To do:
Which lines in the records below contain the word "Some"? Copy each one.

Source data:
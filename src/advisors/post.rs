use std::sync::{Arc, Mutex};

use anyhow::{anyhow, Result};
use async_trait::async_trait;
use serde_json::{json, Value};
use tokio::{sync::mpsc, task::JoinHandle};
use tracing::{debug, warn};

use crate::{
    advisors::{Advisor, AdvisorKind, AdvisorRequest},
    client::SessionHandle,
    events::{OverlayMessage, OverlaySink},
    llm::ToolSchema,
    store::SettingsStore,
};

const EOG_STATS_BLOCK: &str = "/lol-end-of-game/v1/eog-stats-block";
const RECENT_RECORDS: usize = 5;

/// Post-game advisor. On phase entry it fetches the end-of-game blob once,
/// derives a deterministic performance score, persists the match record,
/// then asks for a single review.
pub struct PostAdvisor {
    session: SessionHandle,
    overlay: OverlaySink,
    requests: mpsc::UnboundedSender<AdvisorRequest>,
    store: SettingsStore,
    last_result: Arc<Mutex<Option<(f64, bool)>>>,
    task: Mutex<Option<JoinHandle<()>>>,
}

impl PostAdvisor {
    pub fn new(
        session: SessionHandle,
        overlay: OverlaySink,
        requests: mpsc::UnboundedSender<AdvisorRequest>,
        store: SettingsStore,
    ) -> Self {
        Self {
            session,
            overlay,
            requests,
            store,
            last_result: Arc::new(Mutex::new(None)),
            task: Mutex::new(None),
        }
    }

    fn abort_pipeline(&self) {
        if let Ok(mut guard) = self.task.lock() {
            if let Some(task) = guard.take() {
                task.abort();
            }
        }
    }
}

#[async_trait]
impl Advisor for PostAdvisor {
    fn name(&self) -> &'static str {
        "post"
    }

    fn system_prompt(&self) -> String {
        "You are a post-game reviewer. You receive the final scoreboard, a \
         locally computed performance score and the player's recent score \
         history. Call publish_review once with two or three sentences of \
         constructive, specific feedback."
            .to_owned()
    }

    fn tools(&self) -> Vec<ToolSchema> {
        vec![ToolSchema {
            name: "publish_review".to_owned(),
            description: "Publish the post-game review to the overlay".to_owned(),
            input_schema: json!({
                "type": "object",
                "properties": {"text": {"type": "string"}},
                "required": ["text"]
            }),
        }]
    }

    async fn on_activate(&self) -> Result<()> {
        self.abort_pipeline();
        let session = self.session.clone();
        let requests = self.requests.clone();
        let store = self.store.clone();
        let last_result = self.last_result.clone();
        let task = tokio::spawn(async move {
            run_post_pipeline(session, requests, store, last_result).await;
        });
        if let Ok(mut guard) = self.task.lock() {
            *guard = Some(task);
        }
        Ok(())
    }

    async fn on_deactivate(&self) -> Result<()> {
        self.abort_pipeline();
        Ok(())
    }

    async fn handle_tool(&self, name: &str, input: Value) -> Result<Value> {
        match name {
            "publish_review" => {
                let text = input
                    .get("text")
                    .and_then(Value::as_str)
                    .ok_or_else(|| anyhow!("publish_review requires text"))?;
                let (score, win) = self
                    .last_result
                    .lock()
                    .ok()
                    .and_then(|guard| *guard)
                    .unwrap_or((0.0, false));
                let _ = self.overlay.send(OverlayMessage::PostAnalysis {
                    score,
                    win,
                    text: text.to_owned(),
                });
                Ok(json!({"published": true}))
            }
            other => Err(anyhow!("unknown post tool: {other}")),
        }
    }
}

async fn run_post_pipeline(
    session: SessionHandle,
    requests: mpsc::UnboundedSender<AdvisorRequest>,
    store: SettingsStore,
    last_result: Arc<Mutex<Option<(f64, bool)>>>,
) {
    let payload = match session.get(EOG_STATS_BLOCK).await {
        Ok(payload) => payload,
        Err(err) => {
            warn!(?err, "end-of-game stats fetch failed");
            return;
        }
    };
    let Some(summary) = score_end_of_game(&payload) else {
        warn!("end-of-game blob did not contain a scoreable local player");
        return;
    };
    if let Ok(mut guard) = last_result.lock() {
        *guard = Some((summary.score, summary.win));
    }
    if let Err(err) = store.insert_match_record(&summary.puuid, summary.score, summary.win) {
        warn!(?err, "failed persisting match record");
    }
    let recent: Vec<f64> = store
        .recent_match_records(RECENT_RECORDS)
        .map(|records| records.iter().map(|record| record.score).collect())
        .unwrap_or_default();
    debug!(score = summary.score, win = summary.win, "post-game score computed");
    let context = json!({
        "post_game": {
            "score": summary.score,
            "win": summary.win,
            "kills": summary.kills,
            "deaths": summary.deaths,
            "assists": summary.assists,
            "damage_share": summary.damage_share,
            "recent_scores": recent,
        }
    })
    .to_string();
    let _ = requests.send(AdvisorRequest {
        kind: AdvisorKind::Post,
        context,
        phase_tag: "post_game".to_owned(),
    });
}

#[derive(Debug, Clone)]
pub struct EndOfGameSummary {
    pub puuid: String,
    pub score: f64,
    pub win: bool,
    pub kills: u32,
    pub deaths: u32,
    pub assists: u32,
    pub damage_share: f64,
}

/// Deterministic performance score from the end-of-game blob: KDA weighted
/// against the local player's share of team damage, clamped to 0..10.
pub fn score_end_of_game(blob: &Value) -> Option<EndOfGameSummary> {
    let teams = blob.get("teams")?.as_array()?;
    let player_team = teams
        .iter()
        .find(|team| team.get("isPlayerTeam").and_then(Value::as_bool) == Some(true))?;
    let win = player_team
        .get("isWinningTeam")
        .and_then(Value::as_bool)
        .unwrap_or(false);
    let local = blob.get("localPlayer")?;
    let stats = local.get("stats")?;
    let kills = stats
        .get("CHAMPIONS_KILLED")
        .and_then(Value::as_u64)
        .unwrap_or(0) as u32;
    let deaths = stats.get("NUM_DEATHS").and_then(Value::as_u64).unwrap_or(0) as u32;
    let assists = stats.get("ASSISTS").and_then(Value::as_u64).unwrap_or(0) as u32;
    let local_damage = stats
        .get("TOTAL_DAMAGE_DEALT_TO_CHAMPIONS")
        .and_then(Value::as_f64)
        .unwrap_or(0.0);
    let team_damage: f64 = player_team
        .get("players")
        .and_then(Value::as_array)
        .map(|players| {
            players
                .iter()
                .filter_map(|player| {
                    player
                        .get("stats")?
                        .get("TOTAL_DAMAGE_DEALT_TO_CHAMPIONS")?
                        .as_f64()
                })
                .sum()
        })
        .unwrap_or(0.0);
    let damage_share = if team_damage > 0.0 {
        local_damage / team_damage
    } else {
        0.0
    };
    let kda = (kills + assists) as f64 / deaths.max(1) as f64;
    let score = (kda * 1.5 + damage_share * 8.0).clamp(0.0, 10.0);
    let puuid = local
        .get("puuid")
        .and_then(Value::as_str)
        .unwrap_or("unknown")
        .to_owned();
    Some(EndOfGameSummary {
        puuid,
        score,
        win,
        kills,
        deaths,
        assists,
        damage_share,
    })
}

---

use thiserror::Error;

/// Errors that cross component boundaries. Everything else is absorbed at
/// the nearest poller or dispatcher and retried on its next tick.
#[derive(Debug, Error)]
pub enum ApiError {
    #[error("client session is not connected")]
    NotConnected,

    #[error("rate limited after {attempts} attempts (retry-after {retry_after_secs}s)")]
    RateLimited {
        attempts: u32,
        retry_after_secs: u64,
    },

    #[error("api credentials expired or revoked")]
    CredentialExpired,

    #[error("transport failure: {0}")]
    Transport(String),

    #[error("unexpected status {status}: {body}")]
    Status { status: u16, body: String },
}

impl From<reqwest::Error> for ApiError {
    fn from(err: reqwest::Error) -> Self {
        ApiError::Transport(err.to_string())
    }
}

Reply:
            if let Some(task) = guard.take() {
            *guard = Some(task);
    let Some(summary) = score_end_of_game(&payload) else {
        *guard = Some((summary.score, summary.win));
        .find(|team| team.get("isPlayerTeam").and_then(Value::as_bool) == Some(true))?;
    Some(EndOfGameSummary {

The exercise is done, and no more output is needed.